Novo Nordisk is a Danish pharmaceutical giant known for its diabetes and obesity treatments. In recent years, its weight-loss drugs Wegovy and Ozempic have seen skyrocketing sales, making it Europe's most valuable listed company. However, the obesity drug market is becoming increasingly competitive, with US rival Eli Lilly making inroads into Novo Nordisk's market share with drugs like Zepbound.

In-Depth AI Insights

What are the real drivers behind ousting a successful CEO? - While the press release and chairman cited market challenges and share price decline, these may be surface-level reasons. - The true drivers likely stem from deeper concerns about the future competitive landscape, particularly Eli Lilly's rapid rise with Zepbound and its potential for long-term erosion of Wegovy's market share. - The Foundation, as the controlling shareholder, may have grown dissatisfied with management's ability to effectively counter competitive pressure and bolster the pipeline, especially after the company's valuation nearly halved. - The CEO removal could be an aggressive signal that the company needs a more disruptive new strategy or leadership to regain market initiative, rather than merely stating the strategy is unchanged.

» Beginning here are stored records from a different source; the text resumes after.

//! Fixed-capacity actor pools.
//!
//! Slots are never removed, only deactivated, so an index handed out by
//! [`Pool::spawn`] keeps naming the same slot for the whole round.

use tracing::debug;

use crate::entities::{Actor, ActorKind};

#[derive(Clone, Debug)]
pub struct Pool<const N: usize> {
    slots: [Actor; N],
}

impl<const N: usize> Pool<N> {
    /// A pool with every slot dormant.
    pub fn new(kind: ActorKind) -> Self {
        Self {
            slots: [Actor::dormant(kind); N],
        }
    }

    pub const fn capacity(&self) -> usize {
        N
    }

    /// Place `actor` in the first free slot. A full pool drops the request.
    pub fn spawn(&mut self, actor: Actor) -> Option<usize> {
        let Some(index) = self.slots.iter().position(|slot| !slot.active) else {
            debug!(kind = ?actor.kind, capacity = N, "pool full, spawn dropped");
            return None;
        };
        self.slots[index] = Actor {
            active: true,
            ..actor
        };
        Some(index)
    }

    /// Overwrite a specific slot, e.g. to lay out a formation at round start.
    pub fn place(&mut self, index: usize, actor: Actor) {
        if let Some(slot) = self.slots.get_mut(index) {
            *slot = actor;
        }
    }

    pub fn deactivate(&mut self, index: usize) {
        if let Some(slot) = self.slots.get_mut(index) {
            slot.active = false;
        }
    }

    /// Deactivate every slot.
    pub fn clear(&mut self) {
        for slot in &mut self.slots {
            slot.active = false;
        }
    }

    pub fn active_count(&self) -> usize {
        self.slots.iter().filter(|slot| slot.active).count()
    }

    pub fn is_full(&self) -> bool {
        self.slots.iter().all(|slot| slot.active)
    }

    pub fn any_active(&self) -> bool {
        self.slots.iter().any(|slot| slot.active)
    }

    pub fn get(&self, index: usize) -> Option<&Actor> {
        self.slots.get(index)
    }

    pub fn get_mut(&mut self, index: usize) -> Option<&mut Actor> {
        self.slots.get_mut(index)
    }

    /// Every slot, active or not, in slot order.
    pub fn slots(&self) -> &[Actor] {
        &self.slots
    }

    pub fn slots_mut(&mut self) -> &mut [Actor] {
        &mut self.slots
    }

    /// `(index, actor)` for active slots only.
    pub fn iter_active(&self) -> impl Iterator<Item = (usize, &Actor)> {
        self.slots
            .iter()
            .enumerate()
            .filter(|(_, slot)| slot.active)
    }

    pub fn iter_active_mut(&mut self) -> impl Iterator<Item = &mut Actor> {
        self.slots.iter_mut().filter(|slot| slot.active)
    }
}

What does this change imply for the future competitive dynamic between Novo Nordisk and Eli Lilly? - Novo Nordisk's CEO change may signal a move towards more aggressive market tactics or R&D focus shifts aimed at re-establishing leadership. - Eli Lilly's success with Zepbound demonstrates strong execution. With new leadership at Novo, the competition between the two companies could broaden beyond products and sales to wider corporate strategy. - Investors will be closely watching the new CEO's background and the specific changes they bring, which will directly impact future growth expectations and market share for both companies. What are the broader implications for the weight-loss drug market and biotech investment? - Even companies with seemingly strong first-mover advantages and market dominance face risks from rapid change and intense competition. - The importance of the R&D pipeline is re-emphasized; failure to consistently deliver competitive new products is a key factor in declining market share and valuation. - Investors need to re-evaluate the depth of the moat for high-growth biotech companies and be wary of the "winner-take-all" narrative being disrupted by fast-moving market entrants.